··· Material for this exercise
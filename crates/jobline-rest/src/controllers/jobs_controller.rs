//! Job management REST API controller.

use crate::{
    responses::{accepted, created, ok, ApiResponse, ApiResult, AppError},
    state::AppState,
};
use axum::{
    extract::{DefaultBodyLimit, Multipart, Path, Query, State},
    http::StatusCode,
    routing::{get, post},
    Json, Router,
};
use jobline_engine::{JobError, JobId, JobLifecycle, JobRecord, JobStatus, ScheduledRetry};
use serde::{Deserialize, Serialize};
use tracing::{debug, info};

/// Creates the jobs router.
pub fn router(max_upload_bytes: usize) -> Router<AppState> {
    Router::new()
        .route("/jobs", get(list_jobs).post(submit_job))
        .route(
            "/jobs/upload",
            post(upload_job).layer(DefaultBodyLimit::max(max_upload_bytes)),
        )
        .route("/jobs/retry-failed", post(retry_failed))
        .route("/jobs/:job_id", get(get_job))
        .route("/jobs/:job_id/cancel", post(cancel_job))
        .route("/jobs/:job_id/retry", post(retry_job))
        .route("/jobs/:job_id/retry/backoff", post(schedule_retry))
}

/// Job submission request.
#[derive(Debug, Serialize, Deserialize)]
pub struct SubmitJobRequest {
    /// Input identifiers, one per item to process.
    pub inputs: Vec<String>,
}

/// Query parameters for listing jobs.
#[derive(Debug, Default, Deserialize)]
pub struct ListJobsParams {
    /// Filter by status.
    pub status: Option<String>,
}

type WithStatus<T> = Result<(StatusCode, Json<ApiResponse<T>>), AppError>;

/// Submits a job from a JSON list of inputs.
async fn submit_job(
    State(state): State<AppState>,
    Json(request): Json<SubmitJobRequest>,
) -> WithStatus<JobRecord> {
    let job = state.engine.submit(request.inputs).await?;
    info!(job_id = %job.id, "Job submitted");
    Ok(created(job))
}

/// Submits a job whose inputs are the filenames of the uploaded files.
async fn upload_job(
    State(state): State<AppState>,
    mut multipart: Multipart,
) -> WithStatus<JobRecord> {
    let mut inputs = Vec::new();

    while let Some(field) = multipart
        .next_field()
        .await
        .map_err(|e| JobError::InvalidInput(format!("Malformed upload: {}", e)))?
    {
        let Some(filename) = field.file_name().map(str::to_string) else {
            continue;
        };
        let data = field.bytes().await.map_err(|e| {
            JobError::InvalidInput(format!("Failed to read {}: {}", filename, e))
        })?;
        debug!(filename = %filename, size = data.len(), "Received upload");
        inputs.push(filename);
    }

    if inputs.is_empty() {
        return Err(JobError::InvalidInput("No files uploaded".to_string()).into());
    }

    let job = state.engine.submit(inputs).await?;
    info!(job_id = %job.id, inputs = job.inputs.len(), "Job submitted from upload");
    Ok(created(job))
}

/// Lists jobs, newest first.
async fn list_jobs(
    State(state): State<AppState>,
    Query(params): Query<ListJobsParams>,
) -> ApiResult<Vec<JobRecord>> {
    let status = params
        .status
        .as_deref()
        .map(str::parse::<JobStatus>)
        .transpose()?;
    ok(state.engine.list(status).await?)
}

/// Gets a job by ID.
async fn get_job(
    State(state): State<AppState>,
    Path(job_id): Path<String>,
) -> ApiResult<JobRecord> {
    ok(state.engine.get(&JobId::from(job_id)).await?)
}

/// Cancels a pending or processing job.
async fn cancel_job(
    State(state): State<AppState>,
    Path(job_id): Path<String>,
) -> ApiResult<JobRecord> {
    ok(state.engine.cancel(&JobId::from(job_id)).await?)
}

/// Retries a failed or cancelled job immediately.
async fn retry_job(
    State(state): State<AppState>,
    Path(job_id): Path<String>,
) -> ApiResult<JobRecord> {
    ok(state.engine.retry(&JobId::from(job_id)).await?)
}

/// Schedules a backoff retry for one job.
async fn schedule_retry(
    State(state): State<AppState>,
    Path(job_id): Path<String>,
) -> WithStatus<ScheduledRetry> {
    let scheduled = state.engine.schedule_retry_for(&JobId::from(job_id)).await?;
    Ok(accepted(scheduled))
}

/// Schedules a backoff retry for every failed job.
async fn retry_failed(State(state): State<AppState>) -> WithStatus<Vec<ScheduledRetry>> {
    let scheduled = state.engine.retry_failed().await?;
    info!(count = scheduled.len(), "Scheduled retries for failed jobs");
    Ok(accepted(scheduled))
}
······
* Work instruction:
Set down the entire listing above again, word for word.

* Result of the exercise:
filename crates/jobline-rest/src/controllers/jobs_controller.rs
//! Job management REST API controller.

use crate::{
    responses::{accepted, created, ok, ApiResponse, ApiResult, AppError},
    state::AppState,
};
use axum::{
    extract::{DefaultBodyLimit, Multipart, Path, Query, State},
    http::StatusCode,
    routing::{get, post},
    Json, Router,
};
use jobline_engine::{JobError, JobId, JobLifecycle, JobRecord, JobStatus, ScheduledRetry};
use serde::{Deserialize, Serialize};
use tracing::{debug, info};

/// Creates the jobs router.
pub fn router(max_upload_bytes: usize) -> Router<AppState> {
    Router::new()
        .route("/jobs", get(list_jobs).post(submit_job))
        .route(
            "/jobs/upload",
            post(upload_job).layer(DefaultBodyLimit::max(max_upload_bytes)),
        )
        .route("/jobs/retry-failed", post(retry_failed))
        .route("/jobs/:job_id", get(get_job))
        .route("/jobs/:job_id/cancel", post(cancel_job))
        .route("/jobs/:job_id/retry", post(retry_job))
        .route("/jobs/:job_id/retry/backoff", post(schedule_retry))
}

/// Job submission request.
#[derive(Debug, Serialize, Deserialize)]
pub struct SubmitJobRequest {
    /// Input identifiers, one per item to process.
    pub inputs: Vec<String>,
}

/// Query parameters for listing jobs.
#[derive(Debug, Default, Deserialize)]
pub struct ListJobsParams {
    /// Filter by status.
    pub status: Option<String>,
}

type WithStatus<T> = Result<(StatusCode, Json<ApiResponse<T>>), AppError>;

/// Submits a job from a JSON list of inputs.
async fn submit_job(
    State(state): State<AppState>,
    Json(request): Json<SubmitJobRequest>,
) -> WithStatus<JobRecord> {
    let job = state.engine.submit(request.inputs).await?;
    info!(job_id = %job.id, "Job submitted");
    Ok(created(job))
}

/// Submits a job whose inputs are the filenames of the uploaded files.
async fn upload_job(
    State(state): State<AppState>,
    mut multipart: Multipart,
) -> WithStatus<JobRecord> {
    let mut inputs = Vec::new();

    while let Some(field) = multipart
        .next_field()
        .await
        .map_err(|e| JobError::InvalidInput(format!("Malformed upload: {}", e)))?
    {
        let Some(filename) = field.file_name().map(str::to_string) else {
            continue;
        };
        let data = field.bytes().await.map_err(|e| {
            JobError::InvalidInput(format!("Failed to read {}: {}", filename, e))
        })?;
        debug!(filename = %filename, size = data.len(), "Received upload");
        inputs.push(filename);
    }

    if inputs.is_empty() {
        return Err(JobError::InvalidInput("No files uploaded".to_string()).into());
    }

    let job = state.engine.submit(inputs).await?;
    info!(job_id = %job.id, inputs = job.inputs.len(), "Job submitted from upload");
    Ok(created(job))
}

/// Lists jobs, newest first.
async fn list_jobs(
    State(state): State<AppState>,
    Query(params): Query<ListJobsParams>,
) -> ApiResult<Vec<JobRecord>> {
    let status = params
        .status
        .as_deref()
        .map(str::parse::<JobStatus>)
        .transpose()?;
    ok(state.engine.list(status).await?)
}

/// Gets a job by ID.
async fn get_job(
    State(state): State<AppState>,
    Path(job_id): Path<String>,
) -> ApiResult<JobRecord> {
    ok(state.engine.get(&JobId::from(job_id)).await?)
}

/// Cancels a pending or processing job.
async fn cancel_job(
    State(state): State<AppState>,
    Path(job_id): Path<String>,
) -> ApiResult<JobRecord> {
    ok(state.engine.cancel(&JobId::from(job_id)).await?)
}

/// Retries a failed or cancelled job immediately.
async fn retry_job(
    State(state): State<AppState>,
    Path(job_id): Path<String>,
) -> ApiResult<JobRecord> {
    ok(state.engine.retry(&JobId::from(job_id)).await?)
}

/// Schedules a backoff retry for one job.
async fn schedule_retry(
    State(state): State<AppState>,
    Path(job_id): Path<String>,
) -> WithStatus<ScheduledRetry> {
    let scheduled = state.engine.schedule_retry_for(&JobId::from(job_id)).await?;
    Ok(accepted(scheduled))
}

/// Schedules a backoff retry for every failed job.
async fn retry_failed(State(state): State<AppState>) -> WithStatus<Vec<ScheduledRetry>> {
    let scheduled = state.engine.retry_failed().await?;
    info!(count = scheduled.len(), "Scheduled retries for failed jobs");
    Ok(accepted(scheduled))
}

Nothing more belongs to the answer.